What you will do ▸
Your answer should hold all lines of the entries that include the word "whose".
—————
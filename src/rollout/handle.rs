//! Handle to a running rollout.

use tokio::sync::watch;
use tokio::task::JoinHandle;

use super::state::{RolloutOutcome, RolloutState};
use crate::config::Environment;
use crate::error::{Result, RolloutError};

/// Observes, cancels and awaits a rollout started by
/// [`super::RolloutController::start`].
///
/// Dropping the handle does not stop the rollout.
#[derive(Debug)]
pub struct RolloutHandle {
    environment: Environment,
    record_id: String,
    state: watch::Receiver<RolloutState>,
    cancel: watch::Sender<bool>,
    task: JoinHandle<RolloutOutcome>,
}

impl RolloutHandle {
    pub(crate) const fn new(
        environment: Environment,
        record_id: String,
        state: watch::Receiver<RolloutState>,
        cancel: watch::Sender<bool>,
        task: JoinHandle<RolloutOutcome>,
    ) -> Self {
        Self {
            environment,
            record_id,
            state,
            cancel,
            task,
        }
    }

    /// Environment being rolled out.
    #[must_use]
    pub const fn environment(&self) -> Environment {
        self.environment
    }

    /// History record of this rollout.
    #[must_use]
    pub fn record_id(&self) -> &str {
        &self.record_id
    }

    /// Current state.
    #[must_use]
    pub fn state(&self) -> RolloutState {
        *self.state.borrow()
    }

    /// A receiver notified on every state change.
    #[must_use]
    pub fn subscribe(&self) -> watch::Receiver<RolloutState> {
        self.state.clone()
    }

    /// Requests cancellation.
    ///
    /// While applying or monitoring this moves the rollout to `RollingBack`;
    /// a rollback in progress is not interrupted.
    pub fn cancel(&self) {
        self.cancel.send_replace(true);
    }

    /// Waits for the rollout to reach a terminal state.
    ///
    /// # Errors
    ///
    /// Returns [`RolloutError::RollbackFailed`] when the rollout ended in
    /// `Failed`, or [`RolloutError::TaskAborted`] if the task panicked.
    pub async fn wait(self) -> Result<RolloutOutcome> {
        let outcome = self.task.await.map_err(|e| RolloutError::TaskAborted {
            environment: self.environment,
            message: e.to_string(),
        })?;
        outcome.into_result()
    }
}
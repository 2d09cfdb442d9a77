//! Environment locking for cross-process rollout exclusion.
//!
//! A lock is held for the whole life of a rollout and refreshed by a
//! heartbeat while it runs; an expired lock may be taken over.

use chrono::{DateTime, Utc};
use serde::{Deserialize, Serialize};
use uuid::Uuid;

use crate::config::Environment;

/// Lock expiry duration in seconds.
pub const LOCK_EXPIRY_SECS: i64 = 900; // 15 minutes

/// Information about an environment lock.
#[derive(Debug, Clone, Serialize, Deserialize, PartialEq, Eq)]
pub struct LockInfo {
    /// Unique lock identifier.
    pub lock_id: String,
    /// Locked environment.
    pub environment: Environment,
    /// Who holds the lock.
    pub holder: String,
    /// When the lock was acquired.
    pub acquired_at: DateTime<Utc>,
    /// When the lock expires.
    pub expires_at: DateTime<Utc>,
}

impl LockInfo {
    /// Creates a new lock info.
    #[must_use]
    pub fn new(environment: Environment, holder: &str) -> Self {
        let now = Utc::now();
        Self {
            lock_id: Uuid::new_v4().to_string(),
            environment,
            holder: holder.to_string(),
            acquired_at: now,
            expires_at: now + chrono::Duration::seconds(LOCK_EXPIRY_SECS),
        }
    }

    /// Checks if the lock has expired.
    #[must_use]
    pub fn is_expired(&self) -> bool {
        Utc::now() > self.expires_at
    }

    /// Refreshes the lock expiry time.
    pub fn refresh(&mut self) {
        self.expires_at = Utc::now() + chrono::Duration::seconds(LOCK_EXPIRY_SECS);
    }

    /// Returns the remaining time until expiry in seconds.
    #[must_use]
    pub fn remaining_secs(&self) -> i64 {
        let remaining = self.expires_at - Utc::now();
        remaining.num_seconds().max(0)
    }
}

/// Generates a unique holder identifier for the current process.
#[must_use]
pub fn generate_holder_id() -> String {
    let hostname = hostname::get().map_or_else(|_| String::from("unknown"), |h| h.to_string_lossy().to_string());

    let pid = std::process::id();
    let uuid = &Uuid::new_v4().to_string()[..8];

    format!("{hostname}-{pid}-{uuid}")
}
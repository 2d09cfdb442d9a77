//! CLI module for the rollwarden tool.
//!
//! This module provides the command-line interface for planning, applying
//! and rolling back environments and managing their secrets.

mod commands;
mod output;

pub use commands::{Cli, Commands, LogFormat, OutputFormat, SecretCommands};
pub use output::OutputFormatter;
//! Resource identities and rendered manifest sets.

use serde::{Deserialize, Serialize};
use serde_json::Value;
use sha2::{Digest, Sha256};
use std::collections::BTreeMap;
use std::fmt;

use crate::config::Environment;

/// Label marking resources owned by this tool.
pub const MANAGED_BY_LABEL: &str = "app.kubernetes.io/managed-by";
/// Value of [`MANAGED_BY_LABEL`].
pub const MANAGED_BY_VALUE: &str = "rollwarden";
/// Label naming the owning environment.
pub const ENVIRONMENT_LABEL: &str = "rollwarden.io/environment";
/// Annotation overriding the minimum ready count of a workload.
pub const MIN_READY_ANNOTATION: &str = "rollwarden.io/min-ready";
/// Annotation recording the pinned secret references of a Secret.
pub const SECRET_REFS_ANNOTATION: &str = "rollwarden.io/secret-refs";
/// Annotation written by `kubectl apply`.
pub const LAST_APPLIED_ANNOTATION: &str = "kubectl.kubernetes.io/last-applied-configuration";

/// Identity of a resource: kind, namespace and name.
///
/// Cluster-scoped kinds carry an empty namespace.
#[derive(Debug, Clone, PartialEq, Eq, Hash, PartialOrd, Ord, Serialize, Deserialize)]
pub struct ResourceId {
    /// Resource kind (e.g. `Deployment`).
    pub kind: String,
    /// Namespace, empty for cluster-scoped kinds.
    pub namespace: String,
    /// Resource name.
    pub name: String,
}

impl ResourceId {
    /// Creates a new resource identity.
    #[must_use]
    pub fn new(kind: impl Into<String>, namespace: impl Into<String>, name: impl Into<String>) -> Self {
        Self {
            kind: kind.into(),
            namespace: namespace.into(),
            name: name.into(),
        }
    }

    /// Extracts the identity of a document.
    ///
    /// Returns `None` if `kind` or `metadata.name` is missing.
    #[must_use]
    pub fn from_document(document: &Value) -> Option<Self> {
        let kind = document.get("kind")?.as_str()?;
        let metadata = document.get("metadata")?;
        let name = metadata.get("name")?.as_str()?;
        let namespace = if is_cluster_scoped(kind) {
            ""
        } else {
            metadata.get("namespace").and_then(Value::as_str).unwrap_or("")
        };
        Some(Self::new(kind, namespace, name))
    }

    /// Returns the apply priority of this resource's kind.
    #[must_use]
    pub fn priority(&self) -> KindPriority {
        KindPriority::of(&self.kind)
    }

    /// Returns true if this resource is a workload whose health is monitored.
    #[must_use]
    pub fn is_workload(&self) -> bool {
        is_monitored_workload(&self.kind)
    }
}

impl fmt::Display for ResourceId {
    fn fmt(&self, f: &mut fmt::Formatter<'_>) -> fmt::Result {
        if self.namespace.is_empty() {
            write!(f, "{}/{}", self.kind, self.name)
        } else {
            write!(f, "{}/{}/{}", self.kind, self.namespace, self.name)
        }
    }
}

/// Apply priority of a kind; dependencies come before dependents.
#[derive(Debug, Clone, Copy, PartialEq, Eq, PartialOrd, Ord, Hash, Serialize, Deserialize)]
pub enum KindPriority {
    /// Namespaces.
    Namespace,
    /// Config, secret, identity and storage claims.
    Config,
    /// Anything not otherwise classified.
    Other,
    /// Workloads.
    Workload,
    /// Objects that expose workloads on the network.
    Network,
}

impl KindPriority {
    /// Classifies a kind.
    #[must_use]
    pub fn of(kind: &str) -> Self {
        match kind {
            "Namespace" => Self::Namespace,
            "ConfigMap" | "Secret" | "ServiceAccount" | "PersistentVolumeClaim" | "Role"
            | "RoleBinding" | "ClusterRole" | "ClusterRoleBinding" | "PersistentVolume"
            | "StorageClass" | "CustomResourceDefinition" | "PriorityClass" => Self::Config,
            "Deployment" | "StatefulSet" | "DaemonSet" | "ReplicaSet" | "Job" | "CronJob"
            | "Pod" => Self::Workload,
            "Service" | "Ingress" | "NetworkPolicy" | "HorizontalPodAutoscaler"
            | "PodDisruptionBudget" => Self::Network,
            _ => Self::Other,
        }
    }
}

/// Returns true for kinds that have no namespace.
#[must_use]
pub fn is_cluster_scoped(kind: &str) -> bool {
    matches!(
        kind,
        "Namespace"
            | "ClusterRole"
            | "ClusterRoleBinding"
            | "PersistentVolume"
            | "StorageClass"
            | "CustomResourceDefinition"
            | "PriorityClass"
    )
}

/// Returns true for workload kinds whose readiness is monitored.
#[must_use]
pub fn is_monitored_workload(kind: &str) -> bool {
    matches!(kind, "Deployment" | "StatefulSet" | "DaemonSet" | "ReplicaSet")
}

/// JSON pointer to the pod spec of a workload kind.
#[must_use]
pub fn pod_spec_pointer(kind: &str) -> Option<&'static str> {
    match kind {
        "Deployment" | "StatefulSet" | "DaemonSet" | "ReplicaSet" | "Job" => Some("/spec/template/spec"),
        "CronJob" => Some("/spec/jobTemplate/spec/template/spec"),
        "Pod" => Some("/spec"),
        _ => None,
    }
}

/// Returns true if the document carries the management labels of `environment`.
#[must_use]
pub fn is_managed_by(document: &Value, environment: Environment) -> bool {
    let Some(labels) = document.pointer("/metadata/labels") else {
        return false;
    };
    labels.get(MANAGED_BY_LABEL).and_then(Value::as_str) == Some(MANAGED_BY_VALUE)
        && labels.get(ENVIRONMENT_LABEL).and_then(Value::as_str) == Some(environment.as_str())
}

/// The resolved desired state of one environment.
///
/// Sets are never mutated in place once built; transformations return a new
/// set.
#[derive(Debug, Clone, PartialEq, Eq, Serialize, Deserialize)]
#[serde(into = "StoredManifest", try_from = "StoredManifest")]
pub struct ManifestSet {
    environment: Environment,
    resources: BTreeMap<ResourceId, Value>,
}

impl ManifestSet {
    /// Builds a set from documents, rejecting documents without identity and
    /// duplicates.
    ///
    /// # Errors
    ///
    /// Returns a description of the first offending document.
    pub fn from_documents(
        environment: Environment,
        documents: impl IntoIterator<Item = Value>,
    ) -> Result<Self, String> {
        let mut resources = BTreeMap::new();
        for document in documents {
            let id = ResourceId::from_document(&document)
                .ok_or_else(|| String::from("document lacks kind or metadata.name"))?;
            if resources.contains_key(&id) {
                return Err(format!("duplicate resource {id}"));
            }
            resources.insert(id, document);
        }
        Ok(Self {
            environment,
            resources,
        })
    }

    /// Creates an empty set.
    #[must_use]
    pub const fn empty(environment: Environment) -> Self {
        Self {
            environment,
            resources: BTreeMap::new(),
        }
    }

    /// Returns the environment this set belongs to.
    #[must_use]
    pub const fn environment(&self) -> Environment {
        self.environment
    }

    /// Returns the document for an identity.
    #[must_use]
    pub fn get(&self, id: &ResourceId) -> Option<&Value> {
        self.resources.get(id)
    }

    /// Returns true if the identity is present.
    #[must_use]
    pub fn contains(&self, id: &ResourceId) -> bool {
        self.resources.contains_key(id)
    }

    /// Iterates over resources in identity order.
    pub fn iter(&self) -> impl Iterator<Item = (&ResourceId, &Value)> {
        self.resources.iter()
    }

    /// Number of resources.
    #[must_use]
    pub fn len(&self) -> usize {
        self.resources.len()
    }

    /// Returns true if the set is empty.
    #[must_use]
    pub fn is_empty(&self) -> bool {
        self.resources.is_empty()
    }

    /// Returns a new set with every document passed through `f`.
    ///
    /// # Errors
    ///
    /// Propagates the first error returned by `f`.
    pub fn try_map<E>(
        &self,
        mut f: impl FnMut(&ResourceId, &Value) -> Result<Value, E>,
    ) -> Result<Self, E> {
        let mut resources = BTreeMap::new();
        for (id, document) in &self.resources {
            resources.insert(id.clone(), f(id, document)?);
        }
        Ok(Self {
            environment: self.environment,
            resources,
        })
    }

    /// Canonical JSON form: documents in identity order with sorted keys.
    #[must_use]
    pub fn canonical_json(&self) -> String {
        let documents: Vec<&Value> = self.resources.values().collect();
        serde_json::to_string(&documents).unwrap_or_default()
    }

    /// SHA-256 digest of the canonical form.
    #[must_use]
    pub fn digest(&self) -> String {
        let mut hasher = Sha256::new();
        hasher.update(self.canonical_json().as_bytes());
        hex::encode(hasher.finalize())
    }

    /// Short digest for display.
    #[must_use]
    pub fn short_digest(&self) -> String {
        self.digest()[..12].to_string()
    }

    /// Renders the set as a multi-document YAML stream.
    ///
    /// # Errors
    ///
    /// Returns an error if a document cannot be serialized.
    pub fn to_yaml(&self) -> Result<String, serde_yaml::Error> {
        let mut out = String::new();
        for document in self.resources.values() {
            out.push_str("---\n");
            out.push_str(&serde_yaml::to_string(document)?);
        }
        Ok(out)
    }
}

/// Persisted form of a [`ManifestSet`].
#[derive(Debug, Clone, Serialize, Deserialize)]
struct StoredManifest {
    environment: Environment,
    documents: Vec<Value>,
}

impl From<ManifestSet> for StoredManifest {
    fn from(set: ManifestSet) -> Self {
        Self {
            environment: set.environment,
            documents: set.resources.into_values().collect(),
        }
    }
}

impl TryFrom<StoredManifest> for ManifestSet {
    type Error = String;

    fn try_from(stored: StoredManifest) -> Result<Self, Self::Error> {
        Self::from_documents(stored.environment, stored.documents)
    }
}

#[cfg(test)]
mod tests {
    use super::*;
    use serde_json::json;

    fn deployment(name: &str) -> Value {
        json!({
            "apiVersion": "apps/v1",
            "kind": "Deployment",
            "metadata": {"name": name, "namespace": "shop-dev"},
            "spec": {"replicas": 2}
        })
    }

    #[test]
    fn test_resource_id_from_document() {
        let id = ResourceId::from_document(&deployment("web")).unwrap();
        assert_eq!(id, ResourceId::new("Deployment", "shop-dev", "web"));
        assert_eq!(id.to_string(), "Deployment/shop-dev/web");

        let ns = json!({"kind": "Namespace", "metadata": {"name": "shop-dev", "namespace": "x"}});
        assert_eq!(ResourceId::from_document(&ns).unwrap().namespace, "");

        assert!(ResourceId::from_document(&json!({"kind": "Service"})).is_none());
    }

    #[test]
    fn test_kind_priority_order() {
        assert!(KindPriority::of("Namespace") < KindPriority::of("Secret"));
        assert!(KindPriority::of("ConfigMap") < KindPriority::of("Deployment"));
        assert!(KindPriority::of("Deployment") < KindPriority::of("Service"));
        assert_eq!(KindPriority::of("Widget"), KindPriority::Other);
    }

    #[test]
    fn test_duplicate_documents_rejected() {
        let result = ManifestSet::from_documents(
            Environment::Dev,
            vec![deployment("web"), deployment("web")],
        );
        assert!(result.unwrap_err().contains("duplicate"));
    }

    #[test]
    fn test_digest_ignores_input_order() {
        let a = ManifestSet::from_documents(Environment::Dev, vec![deployment("a"), deployment("b")]).unwrap();
        let b = ManifestSet::from_documents(Environment::Dev, vec![deployment("b"), deployment("a")]).unwrap();
        assert_eq!(a.canonical_json(), b.canonical_json());
        assert_eq!(a.digest(), b.digest());
        assert_eq!(a.short_digest().len(), 12);
    }

    #[test]
    fn test_serde_preserves_documents() {
        let set = ManifestSet::from_documents(Environment::Stage, vec![deployment("web")]).unwrap();
        let json = serde_json::to_string(&set).unwrap();
        let back: ManifestSet = serde_json::from_str(&json).unwrap();
        assert_eq!(back, set);
    }

    #[test]
    fn test_is_managed_by() {
        let mut doc = deployment("web");
        assert!(!is_managed_by(&doc, Environment::Dev));
        doc["metadata"]["labels"] = json!({
            MANAGED_BY_LABEL: MANAGED_BY_VALUE,
            ENVIRONMENT_LABEL: "dev"
        });
        assert!(is_managed_by(&doc, Environment::Dev));
        assert!(!is_managed_by(&doc, Environment::Prod));
    }
}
—————
Reply to the task ▸
    /// Returns true if this resource is a workload whose health is monitored.
/// Returns true for workload kinds whose readiness is monitored.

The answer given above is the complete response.